Maurício Zágari é membro da Igreja Cristã Nova Vida em Copacabana (Rio de Janeiro, RJ), é casado com Alessandra e pai de Laura. É teólogo, escritor, editor e jornalista. É autor de vários livros, dentre eles "O fim do sofrimento", "Perdão total no casamento" e "Perdão total na igreja". Escreve regularmente em seu blog Apenas (apenas1.wordpress.com). |
5 Comments
Muito interessante essa exposição de algo que fica velado e com um ar de cinismo. Essa postura acaba sendo visto de forma honrada e é glorificada, ao invés de ter pessoas que colocam o dedo no rosto do arrogante exponha. Infelizmente, a arrogância está travestida como firmeza de fé, zelo pela verdade e “santidade”.
Que Deus nos ajude a sermos quebrantados pela cruz de Jesus!!!
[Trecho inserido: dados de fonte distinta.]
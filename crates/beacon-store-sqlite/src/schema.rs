//! SQL schema for the Beacon SQLite store.
//!
//! Executed once at connection startup. Future migrations will be gated on
//! `PRAGMA user_version`.

/// Full schema DDL; idempotent thanks to `CREATE TABLE IF NOT EXISTS`.
pub const SCHEMA: &str = "
PRAGMA journal_mode = WAL;

-- One row per (record, field). A record exists while it has any row.
-- Rows are only inserted or updated, never deleted.
CREATE TABLE IF NOT EXISTS engagement_fields (
    email_id    TEXT NOT NULL,
    field       TEXT NOT NULL,   -- 'open_count' | 'current_status' | 'history:...'
    value       TEXT NOT NULL,
    updated_at  TEXT NOT NULL,   -- ISO 8601 UTC; server-assigned
    PRIMARY KEY (email_id, field)
) WITHOUT ROWID;

PRAGMA user_version = 1;
";
//! The PII payload carried inside a tracking reference.

use serde::{Deserialize, Serialize};
use uuid::Uuid;

use crate::{Error, Result};

/// Sender/recipient identity for one outbound message.
///
/// Serialized as compact JSON and encrypted into the `tr` query parameter.
/// The message body is never part of it.
#[derive(Debug, Clone, PartialEq, Eq, Serialize, Deserialize)]
pub struct Pii {
  pub sender_id:    String,
  pub sender_email: String,
  pub recv_email:   String,
  /// Assigned once, when the message is first prepared; the primary key of
  /// its engagement record from then on.
  #[serde(default, skip_serializing_if = "Option::is_none")]
  pub email_id:     Option<String>,
}

impl Pii {
  pub fn new(
    sender_id: impl Into<String>,
    sender_email: impl Into<String>,
    recv_email: impl Into<String>,
  ) -> Self {
    Self {
      sender_id:    sender_id.into(),
      sender_email: sender_email.into(),
      recv_email:   recv_email.into(),
      email_id:     None,
    }
  }

  /// Reject records with an empty required field.
  pub fn validate(&self) -> Result<()> {
    let required = [
      ("sender_id", &self.sender_id),
      ("sender_email", &self.sender_email),
      ("recv_email", &self.recv_email),
    ];
    for (name, value) in required {
      if value.trim().is_empty() {
        return Err(Error::Validation(format!("missing required field `{name}`")));
      }
    }
    Ok(())
  }

  /// The email id, if one has been assigned. An empty string counts as
  /// unassigned.
  pub fn email_id(&self) -> Option<&str> {
    self.email_id.as_deref().filter(|id| !id.is_empty())
  }

  /// Assign a fresh email id unless one is already present, and return it.
  pub fn assign_email_id(&mut self) -> &str {
    if self.email_id().is_none() {
      self.email_id = Some(Uuid::new_v4().hyphenated().to_string());
    }
    self.email_id.as_deref().unwrap_or_default()
  }
}
//! Tree → string serialization.
//!
//! Each node writes back the source text it was parsed from; synthetic nodes
//! write the tags rendered when they were built.

use crate::tree::{Document, NodeId, NodeKind};

/// Serialize the whole document.
pub fn serialize(doc: &Document) -> String {
  let mut out = String::new();
  for child in doc.node(Document::ROOT).children() {
    write_node(doc, *child, &mut out);
  }
  out
}

fn write_node(doc: &Document, id: NodeId, out: &mut String) {
  let node = doc.node(id);
  match &node.kind {
    NodeKind::Document => {}
    NodeKind::Doctype(s)
    | NodeKind::Comment(s)
    | NodeKind::Text(s)
    | NodeKind::Raw(s) => out.push_str(s),
    NodeKind::Element(el) => {
      out.push_str(el.start_tag());
      for child in node.children() {
        write_node(doc, *child, out);
      }
      if let Some(end) = el.end_tag() {
        out.push_str(end);
      }
    }
  }
}
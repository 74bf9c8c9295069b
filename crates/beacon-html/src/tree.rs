//! Arena-backed document tree.
//!
//! Every node lives in a single `Vec` owned by [`Document`] and is addressed
//! by its [`NodeId`]. Parent/child links are indices, so the tree can be
//! extended without shared mutable references. Nodes parsed from input keep
//! their exact source text, which lets the serializer reproduce the original
//! markup byte for byte.

// ─── Identifiers ─────────────────────────────────────────────────────────────

/// Index of a node inside its owning [`Document`].
#[derive(Debug, Clone, Copy, PartialEq, Eq, Hash)]
pub struct NodeId(pub(crate) usize);

// ─── Element ─────────────────────────────────────────────────────────────────

/// Elements that never have children or an end tag.
pub(crate) const VOID_ELEMENTS: &[&str] = &[
  "area", "base", "br", "col", "embed", "hr", "img", "input", "link", "meta",
  "param", "source", "track", "wbr",
];

/// Elements whose content is raw text up to the matching end tag.
pub(crate) const RAW_TEXT_ELEMENTS: &[&str] =
  &["script", "style", "textarea", "title"];

pub(crate) fn is_void(name: &str) -> bool { VOID_ELEMENTS.contains(&name) }

pub(crate) fn is_raw_text(name: &str) -> bool {
  RAW_TEXT_ELEMENTS.contains(&name)
}

/// A single attribute as written in the start tag.
#[derive(Debug, Clone, PartialEq, Eq)]
pub struct Attribute {
  /// Lowercased attribute name.
  pub name:  String,
  /// Value without surrounding quotes, entities left as written. `None` for
  /// bare attributes such as `disabled`.
  pub value: Option<String>,
}

#[derive(Debug, Clone, PartialEq, Eq)]
pub struct Element {
  /// Lowercased tag name.
  pub name:          String,
  pub attrs:         Vec<Attribute>,
  /// The start tag exactly as it appears in the output.
  pub(crate) start:  String,
  /// The end tag exactly as it appears in the output, if any.
  pub(crate) end:    Option<String>,
}

impl Element {
  /// Build a synthetic element. The start tag is rendered from `attrs`, with
  /// values attribute-escaped; non-void elements get a matching end tag.
  pub fn new(name: &str, attrs: Vec<Attribute>) -> Self {
    let name = name.to_ascii_lowercase();
    let mut start = format!("<{name}");
    for attr in &attrs {
      start.push(' ');
      start.push_str(&attr.name);
      if let Some(value) = &attr.value {
        start.push_str("=\"");
        start.push_str(&quick_xml::escape::escape(value.as_str()));
        start.push('"');
      }
    }
    start.push('>');
    let end = (!is_void(&name)).then(|| format!("</{name}>"));
    Self { name, attrs, start, end }
  }

  /// Look up an attribute value by (case-insensitive) name. Bare attributes
  /// yield `Some("")`.
  pub fn attr(&self, name: &str) -> Option<&str> {
    self
      .attrs
      .iter()
      .find(|a| a.name.eq_ignore_ascii_case(name))
      .map(|a| a.value.as_deref().unwrap_or(""))
  }

  /// The start tag as it will be serialized.
  pub fn start_tag(&self) -> &str { &self.start }

  /// The end tag as it will be serialized; `None` for void elements and for
  /// elements whose end tag was omitted in the source.
  pub fn end_tag(&self) -> Option<&str> { self.end.as_deref() }
}

// ─── Node ────────────────────────────────────────────────────────────────────

#[derive(Debug, Clone, PartialEq, Eq)]
pub enum NodeKind {
  /// The invisible root of every document; always [`Document::ROOT`].
  Document,
  /// `<!DOCTYPE …>`, verbatim.
  Doctype(String),
  /// `<!-- … -->` or a bogus comment such as `<? … >`, verbatim.
  Comment(String),
  /// Character data, verbatim (entities are not decoded).
  Text(String),
  /// Markup kept as-is without structural meaning, e.g. a stray end tag or a
  /// CDATA section.
  Raw(String),
  Element(Element),
}

#[derive(Debug, Clone, PartialEq, Eq)]
pub struct Node {
  pub kind:           NodeKind,
  pub(crate) parent:  Option<NodeId>,
  pub(crate) children: Vec<NodeId>,
}

impl Node {
  pub fn parent(&self) -> Option<NodeId> { self.parent }

  pub fn children(&self) -> &[NodeId] { &self.children }

  pub fn as_element(&self) -> Option<&Element> {
    match &self.kind {
      NodeKind::Element(e) => Some(e),
      _ => None,
    }
  }

  /// Whitespace-only text, comments and the doctype do not count as content
  /// when deciding whether a document has a single root.
  pub(crate) fn is_insignificant(&self) -> bool {
    match &self.kind {
      NodeKind::Doctype(_) | NodeKind::Comment(_) => true,
      NodeKind::Text(t) => t.trim().is_empty(),
      _ => false,
    }
  }
}

// ─── Document ────────────────────────────────────────────────────────────────

/// An owned HTML document tree.
#[derive(Debug, Clone, PartialEq, Eq)]
pub struct Document {
  nodes: Vec<Node>,
}

impl Default for Document {
  fn default() -> Self { Self::new() }
}

impl Document {
  pub const ROOT: NodeId = NodeId(0);

  pub fn new() -> Self {
    Self {
      nodes: vec![Node {
        kind:     NodeKind::Document,
        parent:   None,
        children: Vec::new(),
      }],
    }
  }

  pub fn node(&self, id: NodeId) -> &Node { &self.nodes[id.0] }

  pub fn len(&self) -> usize { self.nodes.len() }

  pub fn is_empty(&self) -> bool { self.nodes.len() == 1 }

  /// Allocate a detached node.
  pub(crate) fn alloc(&mut self, kind: NodeKind) -> NodeId {
    let id = NodeId(self.nodes.len());
    self.nodes.push(Node { kind, parent: None, children: Vec::new() });
    id
  }

  /// Allocate `kind` and append it as the last child of `parent`.
  pub fn append(&mut self, parent: NodeId, kind: NodeKind) -> NodeId {
    let id = self.alloc(kind);
    self.nodes[id.0].parent = Some(parent);
    self.nodes[parent.0].children.push(id);
    id
  }

  pub(crate) fn element_mut(&mut self, id: NodeId) -> Option<&mut Element> {
    match &mut self.nodes[id.0].kind {
      NodeKind::Element(e) => Some(e),
      _ => None,
    }
  }

  /// Move the children of `parent` from index `skip` onwards, in order,
  /// under a new node of `kind`, which becomes the last child of `parent`.
  pub(crate) fn wrap_children(
    &mut self,
    parent: NodeId,
    skip: usize,
    kind: NodeKind,
  ) -> NodeId {
    let wrapper = self.alloc(kind);
    let skip = skip.min(self.nodes[parent.0].children.len());
    let moved: Vec<NodeId> = self.nodes[parent.0].children.drain(skip..).collect();
    for child in &moved {
      self.nodes[child.0].parent = Some(wrapper);
    }
    self.nodes[wrapper.0].children = moved;
    self.nodes[wrapper.0].parent = Some(parent);
    self.nodes[parent.0].children.push(wrapper);
    wrapper
  }

  /// The single top-level element, if the document has exactly one and no
  /// other significant top-level content.
  pub fn root_element(&self) -> Option<NodeId> {
    let mut significant = self
      .node(Self::ROOT)
      .children
      .iter()
      .copied()
      .filter(|id| !self.node(*id).is_insignificant());
    let first = significant.next()?;
    if significant.next().is_some() {
      return None;
    }
    self.node(first).as_element().map(|_| first)
  }

  /// All nodes in document order, excluding the document node itself.
  pub fn descendants(&self) -> Vec<NodeId> {
    let mut out = Vec::with_capacity(self.nodes.len().saturating_sub(1));
    let mut stack: Vec<NodeId> =
      self.node(Self::ROOT).children.iter().rev().copied().collect();
    while let Some(id) = stack.pop() {
      out.push(id);
      stack.extend(self.node(id).children.iter().rev().copied());
    }
    out
  }

  /// All elements named `name`, in document order.
  pub fn elements_named<'a>(
    &'a self,
    name: &'a str,
  ) -> impl Iterator<Item = (NodeId, &'a Element)> + 'a {
    self.descendants().into_iter().filter_map(move |id| {
      self
        .node(id)
        .as_element()
        .filter(|e| e.name.eq_ignore_ascii_case(name))
        .map(|e| (id, e))
    })
  }
}

#[cfg(test)]
mod tests {
  use super::*;

  #[test]
  fn synthetic_element_escapes_attribute_values() {
    let el = Element::new("IMG", vec![Attribute {
      name:  "src".into(),
      value: Some("https://t.example/p?a=1&b=\"2\"".into()),
    }]);
    assert_eq!(el.name, "img");
    assert_eq!(
      el.start_tag(),
      "<img src=\"https://t.example/p?a=1&amp;b=&quot;2&quot;\">"
    );
    assert_eq!(el.end_tag(), None);
  }

  #[test]
  fn non_void_synthetic_element_has_end_tag() {
    let el = Element::new("div", vec![]);
    assert_eq!(el.start_tag(), "<div>");
    assert_eq!(el.end_tag(), Some("</div>"));
  }

  #[test]
  fn append_links_parent_and_child() {
    let mut doc = Document::new();
    let div = doc.append(Document::ROOT, NodeKind::Element(Element::new("div", vec![])));
    let text = doc.append(div, NodeKind::Text("hi".into()));
    assert_eq!(doc.node(text).parent(), Some(div));
    assert_eq!(doc.node(div).children(), &[text]);
    assert_eq!(doc.root_element(), Some(div));
  }
}
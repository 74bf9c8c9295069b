//! The engagement state machine.
//!
//! | current            | action | next       | effects                               |
//! |--------------------|--------|------------|---------------------------------------|
//! | absent / untracked | append | attached   | append_count = 1, open_count = 0      |
//! | any tracked        | append | unchanged  | append_count += 1                     |
//! | absent / untracked | serve  | error      | nothing written                       |
//! | attached           | serve  | opened     | open_count += 1                       |
//! | opened / responded | serve  | unchanged  | open_count += 1                       |
//!
//! Every accepted action also adds one history entry. Transitions are
//! expressed as an [`Update`] so stores can evaluate them atomically;
//! [`next`] evaluates the same update in memory.

use crate::{
  Result, StateError,
  record::{
    APPEND_COUNT, Action, CURRENT_STATUS, EngagementEvent, FieldMap, FieldOp, OPEN_COUNT,
    Status, Update,
  },
};

/// The update that records `event`.
pub fn plan(event: &EngagementEvent) -> Result<Update> {
  let snapshot = FieldOp::SetIfAbsent(serde_json::to_string(event)?);
  let history = (event.history_field(), snapshot);

  let update = match event.action {
    Action::Append => Update {
      require_existing: false,
      ops:              vec![
        (APPEND_COUNT.to_owned(), FieldOp::Increment(1)),
        (OPEN_COUNT.to_owned(), FieldOp::SetIfAbsent("0".to_owned())),
        (CURRENT_STATUS.to_owned(), FieldOp::RaiseStatus(Status::Attached)),
        history,
      ],
    },
    Action::Serve => Update {
      require_existing: true,
      ops:              vec![
        (OPEN_COUNT.to_owned(), FieldOp::Increment(1)),
        (CURRENT_STATUS.to_owned(), FieldOp::RaiseStatus(Status::Opened)),
        history,
      ],
    },
  };
  Ok(update)
}

/// The record that results from applying `event` to `current`.
///
/// A serve against an absent record is [`StateError::ServeBeforeAppend`].
pub fn next(
  email_id: &str,
  current: Option<&FieldMap>,
  event: &EngagementEvent,
) -> Result<FieldMap> {
  plan(event)?
    .apply_to(current)?
    .ok_or_else(|| StateError::ServeBeforeAppend(email_id.to_owned()).into())
}
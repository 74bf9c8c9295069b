//! API error type and [`axum::response::IntoResponse`] implementation.

use axum::{
  Json,
  http::{HeaderValue, StatusCode, header},
  response::{IntoResponse, Response},
};
use serde_json::json;
use thiserror::Error;

/// An error returned by an HTTP handler.
#[derive(Debug, Error)]
pub enum ApiError {
  #[error("unauthorized")]
  Unauthorized,

  #[error("method not allowed")]
  MethodNotAllowed,

  #[error("bad request: {0}")]
  BadRequest(String),

  #[error("request body too large")]
  PayloadTooLarge,

  #[error("not found: {0}")]
  NotFound(String),

  #[error(transparent)]
  Core(#[from] beacon_core::Error),
}

impl ApiError {
  pub fn status(&self) -> StatusCode {
    match self {
      ApiError::Unauthorized => StatusCode::UNAUTHORIZED,
      ApiError::MethodNotAllowed => StatusCode::METHOD_NOT_ALLOWED,
      ApiError::BadRequest(_) => StatusCode::BAD_REQUEST,
      ApiError::PayloadTooLarge => StatusCode::PAYLOAD_TOO_LARGE,
      ApiError::NotFound(_) => StatusCode::NOT_FOUND,
      ApiError::Core(beacon_core::Error::Validation(_)) => StatusCode::BAD_REQUEST,
      ApiError::Core(_) => StatusCode::INTERNAL_SERVER_ERROR,
    }
  }
}

impl IntoResponse for ApiError {
  fn into_response(self) -> Response {
    let mut res = (self.status(), Json(json!({ "error": self.to_string() }))).into_response();
    if matches!(self, ApiError::Unauthorized) {
      res.headers_mut().insert(
        header::WWW_AUTHENTICATE,
        HeaderValue::from_static("Basic realm=\"beacon\""),
      );
    }
    res
  }
}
Essa turma precisa, de fato, passar pela renovação da mente e do coração. Depois dessa transformação, a leitura de Igreja Sinfônica, da Mundo Cristão, cairia muito bem. Sou presbiteriano. Acabei de ler um clássico que ganhei do meu pastor: O Sistema Presbiteriano, da Ed. Cultura Cristã. No livro, o autor explica a razão de ser de todas as denominações e, claro, a razão de ser do sistema presbiteriano. Apesar de defender um sistema específico, o autor fala em tom amistoso e respeitoso das outras tradições. A Igreja é linda. O Corpo de Cristo é maravilhoso. Chega de brigas bobas e de tanta arrogância! Valeu Maurício!
necessário.
Ótimo!
Se fosse um texto falando sobre supralapsarianismo e infralapsarianismo já teria pelo menos 1000 comentários.
Parabéns pelo texto.
Vigiemo-nos.
Conheço um rapaz que talvez seja um cristão que se mostra em tudo superior, na faculdade chama os demais alunos de burro, se gaba de receber cantadas pelo celular e incrível como a esposa confirma o ocorrido, se autoproclama maravilhoso, condena as pessoas de outras denominações como heréticas, gosta de se impor em debates políticos, e por aí vai, agora uma pergunta isso pode ser considerado uma idolatria de si mesmo?